--- What you will do ---
For the entries below, repeat exactly each line starting with the one that contains "local rate limiter." and going on through the one that contains "if let Some(CachedPayload::Leaderboard(players))", and no others.

Extracted records
※
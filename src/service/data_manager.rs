use std::{sync::Arc, time::Duration};

use futures::future::join_all;
use itertools::Itertools;
use thiserror::Error;
use tokio::time::Instant;
use tracing::{debug, error, warn};

use crate::{
    model::{
        champion::Champion,
        credential::Credential,
        game::{CurrentGameInfo, CurrentGameParticipant, Match, Participant},
        ids::ChampionId,
        partial::PartialResult,
        region::Region,
        riot::{LeagueItemDto, SummonerDto},
        summoner::{LeagueEntry, Player, Tier, UNKNOWN_SUMMONER},
    },
    service::{
        cache::ResponseCache,
        gameapi::riot_api_client::{RiotApiRequestError, RiotDataSource},
        lookup::{IdNotFoundError, LookupService},
        rate_limiter::{EndpointClass, RateLimitDecision, RateLimiter},
    },
};

pub const LEADERBOARD_TTL: Duration = Duration::from_millis(300_000);
pub const PLAYER_TTL: Duration = Duration::from_millis(60_000);

const SOLO_QUEUE: &str = "RANKED_SOLO_5x5";
const LEADERBOARD_SIZE: usize = 10;
const RECENT_MATCH_IDS: u32 = 10;
const DETAILED_MATCHES: usize = 5;

/// Responses kept in the shared cache.
#[derive(Debug, Clone)]
pub enum CachedPayload {
    Leaderboard(Vec<Player>),
    Player(Box<Player>),
}

/// Answers the stats queries from the Riot API, going through the response cache and the
/// local rate limiter.
pub struct DataManager {
    riot_api_client: Arc<dyn RiotDataSource>,
    lookup: Arc<LookupService>,
    cache: ResponseCache<CachedPayload>,
    rate_limiter: RateLimiter,
}

impl DataManager {
    pub fn new(
        riot_api_client: Arc<dyn RiotDataSource>,
        lookup: Arc<LookupService>,
        cache: ResponseCache<CachedPayload>,
        rate_limiter: RateLimiter,
    ) -> Self {
        Self {
            riot_api_client,
            lookup,
            cache,
            rate_limiter,
        }
    }

    /// Top ten of the challenger ladder, by league points.
    pub async fn top_players(&self, credential: &Credential, region: Region) -> DataRetrievalResult<Vec<Player>> {
        let cache_key = format!("topPlayers:{}", region);
        if let Some(CachedPayload::Leaderboard(players)) = self.cache.get(&cache_key) {
            debug!(%region, "leaderboard served from cache");
            return Ok(players);
        }

        self.admit(credential, EndpointClass::LeagueListing)?;

        let listing = self
            .riot_api_client
            .challenger_league(credential, region, SOLO_QUEUE)
            .await?;

        let Some(listing) = listing else {
            debug!(%region, "no challenger listing");
            return Ok(Vec::new());
        };

        let top_entries = listing
            .entries
            .iter()
            .sorted_by(|a, b| b.league_points.cmp(&a.league_points))
            .take(LEADERBOARD_SIZE)
            .collect_vec();

        let results = join_all(
            top_entries
                .iter()
                .map(|entry| self.leaderboard_player(credential, region, listing.tier, entry)),
        )
        .await;

        // A player whose summoner can't be resolved is left off the board
        let leaderboard: PartialResult<Player, DataRetrievalError> = results.into_iter().collect();
        for (index, err) in &leaderboard.failures {
            warn!(%region, summoner_id = %top_entries[*index].summoner_id, error = %err, "dropping leaderboard entry");
        }

        self.cache.set_with_ttl(
            cache_key,
            CachedPayload::Leaderboard(leaderboard.items.clone()),
            LEADERBOARD_TTL,
        );
        Ok(leaderboard.items)
    }

    async fn leaderboard_player(
        &self,
        credential: &Credential,
        region: Region,
        tier: Tier,
        entry: &LeagueItemDto,
    ) -> DataRetrievalResult<Player> {
        let summoner = self
            .riot_api_client
            .summoner_by_id(credential, region, &entry.summoner_id)
            .await?
            .ok_or_else(|| DataRetrievalError::NotFound(format!("summoner {}", entry.summoner_id)))?;

        let (summoner_name, last_champion) = tokio::join!(
            self.display_name(credential, region, &summoner.puuid),
            self.last_played_champion(credential, region, &summoner),
        );

        let last_champion_played = last_champion.unwrap_or_else(|err| {
            warn!(summoner_id = %entry.summoner_id, error = %err, "could not resolve last played champion");
            None
        });

        let mut player = Player::new(summoner, summoner_name, region);
        player.league_entry = Some(LeagueEntry::from_listing(tier, entry));
        player.last_champion_played = last_champion_played;
        Ok(player)
    }

    /// Summoner profile with solo queue standing and the last few ranked games.
    pub async fn player(
        &self,
        credential: &Credential,
        region: Region,
        summoner_id: &str,
    ) -> DataRetrievalResult<Player> {
        let cache_key = format!("player:{}:{}", region, summoner_id);
        if let Some(CachedPayload::Player(player)) = self.cache.get(&cache_key) {
            debug!(%region, summoner_id, "player served from cache");
            return Ok(*player);
        }

        self.admit(credential, EndpointClass::SummonerDetail)?;

        let summoner = self
            .riot_api_client
            .summoner_by_id(credential, region, summoner_id)
            .await?
            .ok_or_else(|| DataRetrievalError::NotFound(format!("summoner {}", summoner_id)))?;

        let summoner_name = self.display_name(credential, region, &summoner.puuid).await;

        // Unranked summoners have no entries at all
        let league_entries = self
            .riot_api_client
            .league_entries(credential, region, summoner_id)
            .await?
            .unwrap_or_default();
        let solo_queue = league_entries.iter().find(|e| e.queue_type == SOLO_QUEUE);

        let recent_matches = self.recent_matches(credential, region, &summoner, &summoner_name).await;
        let last_champion_played = recent_matches
            .first()
            .and_then(|m| m.participants.first())
            .map(|p| p.champion.clone());

        let mut player = Player::new(summoner, summoner_name, region);
        player.league_entry = solo_queue.map(LeagueEntry::from_entry);
        player.recent_matches = recent_matches;
        player.last_champion_played = last_champion_played;

        self.cache
            .set_with_ttl(cache_key, CachedPayload::Player(Box::new(player.clone())), PLAYER_TTL);
        Ok(player)
    }

    /// Up to five of the latest games, newest first. Games that fail to load are skipped.
    async fn recent_matches(
        &self,
        credential: &Credential,
        region: Region,
        summoner: &SummonerDto,
        summoner_name: &str,
    ) -> Vec<Match> {
        let match_ids = match self
            .riot_api_client
            .match_ids(credential, region, &summoner.puuid, RECENT_MATCH_IDS)
            .await
        {
            Ok(ids) => ids.unwrap_or_default(),
            Err(err) => {
                warn!(summoner_id = %summoner.id, error = %err, "could not fetch match history");
                return Vec::new();
            }
        };

        let results = join_all(
            match_ids
                .iter()
                .take(DETAILED_MATCHES)
                .map(|match_id| self.recent_match(credential, region, summoner, summoner_name, match_id)),
        )
        .await;

        let matches: PartialResult<Match, DataRetrievalError> = results.into_iter().collect();
        for (index, err) in &matches.failures {
            warn!(match_id = %match_ids[*index], error = %err, "skipping match");
        }
        matches.items
    }

    async fn recent_match(
        &self,
        credential: &Credential,
        region: Region,
        summoner: &SummonerDto,
        summoner_name: &str,
        match_id: &str,
    ) -> DataRetrievalResult<Match> {
        let game = self
            .riot_api_client
            .match_by_id(credential, region, match_id)
            .await?
            .ok_or_else(|| DataRetrievalError::NotFound(format!("match {}", match_id)))?;

        let stats = game
            .participant(&summoner.puuid)
            .ok_or_else(|| DataRetrievalError::NotFound(format!("{} in match {}", summoner.id, match_id)))?;
        let champion = self.champion(stats.champion_id)?;

        Ok(Match {
            participants: vec![Participant::new(stats, summoner_name.to_string(), champion)],
            match_id: game.match_id,
            game_creation: game.game_creation,
            game_duration: game.game_duration,
            game_mode: game.game_mode,
            game_type: game.game_type,
            queue_id: game.queue_id,
        })
    }

    /// The game the summoner is playing right now, or `None` when they aren't in one.
    /// Never cached.
    pub async fn current_game(
        &self,
        credential: &Credential,
        region: Region,
        summoner_id: &str,
    ) -> DataRetrievalResult<Option<CurrentGameInfo>> {
        self.admit(credential, EndpointClass::LiveGame)?;

        let Some(game) = self
            .riot_api_client
            .current_game(credential, region, summoner_id)
            .await?
        else {
            return Ok(None);
        };

        let participants = game
            .participants
            .iter()
            .map(|p| {
                Ok(CurrentGameParticipant {
                    team_id: p.team_id,
                    champion_id: p.champion_id.0,
                    champion: self.champion(p.champion_id)?,
                    summoner_id: p.summoner_id.clone(),
                    summoner_name: p.summoner_name.clone(),
                    perks: p.perks.clone(),
                })
            })
            .collect::<DataRetrievalResult<Vec<_>>>()?;

        Ok(Some(CurrentGameInfo {
            game_id: game.game_id,
            game_type: game.game_type,
            game_start_time: game.game_start_time,
            map_id: game.map_id,
            game_length: game.game_length,
            game_mode: game.game_mode,
            participants,
        }))
    }

    pub fn clear_cache(&self) {
        self.cache.clear();
    }

    fn admit(&self, credential: &Credential, endpoint: EndpointClass) -> DataRetrievalResult<()> {
        match self.rate_limiter.check_limit(credential, endpoint) {
            RateLimitDecision::Admitted { remaining } => {
                debug!(%endpoint, remaining, "request admitted");
                Ok(())
            }
            RateLimitDecision::Denied { reset_at } => Err(DataRetrievalError::RateLimited {
                endpoint,
                retry_after: reset_at.saturating_duration_since(Instant::now()),
            }),
        }
    }

    /// Riot ID of the account, or the placeholder name when it can't be resolved.
    async fn display_name(&self, credential: &Credential, region: Region, puuid: &str) -> String {
        let riot_id = match self.riot_api_client.account_by_puuid(credential, region, puuid).await {
            Ok(account) => account.and_then(|a| a.riot_id()),
            Err(err) => {
                warn!(puuid, error = %err, "account lookup failed");
                None
            }
        };
        riot_id.unwrap_or_else(|| UNKNOWN_SUMMONER.to_string())
    }

    async fn last_played_champion(
        &self,
        credential: &Credential,
        region: Region,
        summoner: &SummonerDto,
    ) -> DataRetrievalResult<Option<Champion>> {
        let match_ids = self
            .riot_api_client
            .match_ids(credential, region, &summoner.puuid, 1)
            .await?
            .unwrap_or_default();

        let Some(latest) = match_ids.first() else {
            return Ok(None);
        };

        let Some(game) = self.riot_api_client.match_by_id(credential, region, latest).await? else {
            return Ok(None);
        };

        game.participant(&summoner.puuid)
            .map(|p| self.champion(p.champion_id))
            .transpose()
    }

    fn champion(&self, id: ChampionId) -> DataRetrievalResult<Champion> {
        self.lookup.get_champion(id).map_err(|err| {
            error!(error = %err, "champion table is missing an id");
            DataRetrievalError::from(err)
        })
    }
}

pub type DataRetrievalResult<T> = Result<T, DataRetrievalError>;

#[derive(Debug, Error)]
pub enum DataRetrievalError {
    #[error("Rate limit exceeded for {endpoint}, retry in {}ms", retry_after.as_millis())]
    RateLimited { endpoint: EndpointClass, retry_after: Duration },
    #[error("Not found: {0}")]
    NotFound(String),
    #[error("Riot API client error: {0}")]
    RiotApiClient(#[from] RiotApiRequestError),
    #[error("Lookup error: {0}")]
    Lookup(#[from] IdNotFoundError),
}

impl DataRetrievalError {
    /// Machine readable error code exposed to API callers.
    pub fn code(&self) -> &'static str {
        match self {
            DataRetrievalError::RateLimited { .. } => "RATE_LIMITED",
            DataRetrievalError::NotFound(_) => "NOT_FOUND",
            DataRetrievalError::RiotApiClient(_) => "RIOT_API_ERROR",
            DataRetrievalError::Lookup(_) => "DATA_INTEGRITY",
        }
    }
}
※
--- Output for this exercise ---
/// local rate limiter.
pub struct DataManager {
    riot_api_client: Arc<dyn RiotDataSource>,
    lookup: Arc<LookupService>,
    cache: ResponseCache<CachedPayload>,
    rate_limiter: RateLimiter,
}

impl DataManager {
    pub fn new(
        riot_api_client: Arc<dyn RiotDataSource>,
        lookup: Arc<LookupService>,
        cache: ResponseCache<CachedPayload>,
        rate_limiter: RateLimiter,
    ) -> Self {
        Self {
            riot_api_client,
            lookup,
            cache,
            rate_limiter,
        }
    }

    /// Top ten of the challenger ladder, by league points.
    pub async fn top_players(&self, credential: &Credential, region: Region) -> DataRetrievalResult<Vec<Player>> {
        let cache_key = format!("topPlayers:{}", region);
        if let Some(CachedPayload::Leaderboard(players)) = self.cache.get(&cache_key) {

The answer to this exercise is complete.